***** Supplied records

//! Error types for simgate.
//!
//! All errors in simgate are strongly typed using thiserror.
//! Every failure mode of the session boundary maps onto one of these
//! variants so the host can always turn it into a visible state or a log line.

use thiserror::Error;

fn offset_suffix(offset: &Option<usize>) -> String {
    offset.map(|o| format!(" at offset {o}")).unwrap_or_default()
}

fn join_fields(fields: &[&'static str]) -> String {
    fields.join(", ")
}

/// Errors raised by the expression evaluator.
#[derive(Debug, Clone, PartialEq, Error)]
pub enum ExprError {
    /// The formula could not be tokenized, parsed, or bound to variables.
    #[error("Malformed expression{}: {reason}", offset_suffix(.offset))]
    MalformedExpression {
        reason: String,
        offset: Option<usize>,
    },

    /// The formula parsed but could not produce a finite number.
    #[error("Evaluation error: {reason}")]
    EvaluationError {
        reason: String,
    },
}

impl ExprError {
    pub(crate) fn malformed(reason: impl Into<String>, offset: Option<usize>) -> Self {
        Self::MalformedExpression {
            reason: reason.into(),
            offset,
        }
    }

    pub(crate) fn evaluation(reason: impl Into<String>) -> Self {
        Self::EvaluationError {
            reason: reason.into(),
        }
    }

    /// Returns true if the formula text itself is at fault.
    #[must_use]
    pub const fn is_malformed(&self) -> bool {
        matches!(self, Self::MalformedExpression { .. })
    }
}

/// Validation errors for configuration and user input.
#[derive(Debug, Clone, PartialEq, Error)]
pub enum ValidationError {
    #[error("Field '{field}' is not a number: '{input}'")]
    NotANumber {
        field: &'static str,
        input: String,
    },

    #[error("Field '{field}' value {value} is outside [{min}, {max}]")]
    OutOfRange {
        field: &'static str,
        value: f64,
        min: f64,
        max: f64,
    },

    #[error("Invalid time string '{input}': {reason}")]
    InvalidTimeString {
        input: String,
        reason: String,
    },

    #[error("Formula '{name}' is invalid: {source}")]
    InvalidFormula {
        name: &'static str,
        #[source]
        source: ExprError,
    },

    #[error("Invalid configuration: {reason}")]
    InvalidConfig {
        reason: String,
    },

    #[error("Unknown body: {name}")]
    UnknownBody {
        name: String,
    },

    #[error("Input '{field}' could not be resolved")]
    Unresolved {
        field: &'static str,
    },
}

/// Errors reported by host collaborators (world snapshot/restore).
#[derive(Debug, Clone, PartialEq, Eq, Error)]
pub enum HostError {
    #[error("World snapshot failed: {reason}")]
    SnapshotFailed {
        reason: String,
    },

    #[error("World restore failed: {reason}")]
    RestoreFailed {
        reason: String,
    },

    #[error("World restore was abandoned before completion")]
    RestoreAbandoned,

    #[error("Snapshot deletion failed: {reason}")]
    DeleteFailed {
        reason: String,
    },
}

/// Errors from the resource ledger and the purchase flow.
#[derive(Debug, Clone, PartialEq, Error)]
pub enum LedgerError {
    #[error("Purchase amount must be finite and positive, got {amount}")]
    InvalidAmount {
        amount: f64,
    },

    #[error("Insufficient funds for purchase costing {cost}")]
    InsufficientFunds {
        cost: f64,
    },

    #[error("Purchase price could not be computed: {0}")]
    Pricing(#[from] ExprError),

    #[error("Purchases are unavailable while a restore is pending")]
    Unavailable,
}

/// Errors raised at the session boundary.
#[derive(Debug, Clone, PartialEq, Error)]
pub enum SessionError {
    #[error("No vessel selected")]
    NoVesselSelected,

    #[error("Invalid orbital parameters: {}", join_fields(.fields))]
    InvalidOrbitalParameters {
        fields: Vec<&'static str>,
    },

    #[error("Simulation cost is indeterminate")]
    ComplexityIndeterminate,

    #[error("Failed to spawn vessel at {body}")]
    SpawnFailure {
        body: String,
    },

    #[error("Snapshot/restore failure: {0}")]
    SnapshotOrRestoreFailure(#[from] HostError),

    #[error("No simulation session is active")]
    NoActiveSession,
}

impl SessionError {
    /// Returns true if the activation was refused before touching the world.
    #[must_use]
    pub const fn is_activation_refusal(&self) -> bool {
        matches!(
            self,
            Self::NoVesselSelected
                | Self::InvalidOrbitalParameters { .. }
                | Self::ComplexityIndeterminate
        )
    }
}

/// Top-level error type for simgate.
#[derive(Debug, Clone, PartialEq, Error)]
pub enum SimError {
    #[error("Expression error: {0}")]
    Expr(#[from] ExprError),

    #[error("Validation error: {0}")]
    Validation(#[from] ValidationError),

    #[error("Ledger error: {0}")]
    Ledger(#[from] LedgerError),

    #[error("Session error: {0}")]
    Session(#[from] SessionError),

    #[error("Internal error: {message}")]
    Internal {
        message: String,
    },
}

impl SimError {
    /// Creates an internal error.
    #[must_use]
    pub fn internal(message: impl Into<String>) -> Self {
        Self::Internal {
            message: message.into(),
        }
    }

    /// Returns true if this is a validation error.
    #[must_use]
    pub const fn is_validation(&self) -> bool {
        matches!(self, Self::Validation(_))
    }

    /// Returns true if this is a session error.
    #[must_use]
    pub const fn is_session(&self) -> bool {
        matches!(self, Self::Session(_))
    }

    /// Returns true if the user can correct the input and try again.
    ///
    /// Snapshot and restore failures are never recoverable: an unrestored
    /// world must be looked at by the user.
    #[must_use]
    pub const fn is_recoverable(&self) -> bool {
        match self {
            Self::Expr(_) | Self::Validation(_) | Self::Ledger(_) => true,
            Self::Session(e) => !matches!(e, SessionError::SnapshotOrRestoreFailure(_)),
            Self::Internal { .. } => false,
        }
    }
}

/// Result type alias for simgate operations.
pub type SimResult<T> = Result<T, SimError>;

#[cfg(test)]
mod tests {
    use super::*;

    #[test]
    fn test_malformed_with_offset() {
        let err = ExprError::malformed("unexpected ')'", Some(4));
        let msg = format!("{err}");
        assert!(msg.contains("offset 4"));
        assert!(msg.contains("unexpected ')'"));
        assert!(err.is_malformed());
    }

    #[test]
    fn test_malformed_without_offset() {
        let err = ExprError::malformed("unknown variable 'X'", None);
        let msg = format!("{err}");
        assert!(!msg.contains("offset"));
        assert!(msg.contains("'X'"));
    }

    #[test]
    fn test_evaluation_error() {
        let err = ExprError::evaluation("division by zero");
        assert!(!err.is_malformed());
        assert!(format!("{err}").contains("division by zero"));
    }

    #[test]
    fn test_invalid_orbital_parameters_lists_fields() {
        let err = SessionError::InvalidOrbitalParameters {
            fields: vec!["apoapsis", "inclination"],
        };
        let msg = format!("{err}");
        assert!(msg.contains("apoapsis, inclination"));
        assert!(err.is_activation_refusal());
    }

    #[test]
    fn test_sim_error_from_session() {
        let err: SimError = SessionError::NoVesselSelected.into();
        assert!(err.is_session());
        assert!(err.is_recoverable());
    }

    #[test]
    fn test_snapshot_failure_not_recoverable() {
        let err: SimError = SessionError::from(HostError::RestoreAbandoned).into();
        assert!(!err.is_recoverable());
        assert!(!SessionError::from(HostError::RestoreAbandoned).is_activation_refusal());
    }

    #[test]
    fn test_ledger_pricing_from_expr() {
        let err: LedgerError = ExprError::evaluation("overflow").into();
        assert!(format!("{err}").contains("overflow"));
        let top: SimError = err.into();
        assert!(top.is_recoverable());
    }

    #[test]
    fn test_internal() {
        let err = SimError::internal("unexpected state");
        assert!(!err.is_recoverable());
        assert!(format!("{err}").contains("unexpected state"));
    }
}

**********

[What this task involves]
Find all lines in the records that hold the word "ComplexityIndeterminate". Copy them.

[Answer to the problem]
    ComplexityIndeterminate,
                | Self::ComplexityIndeterminate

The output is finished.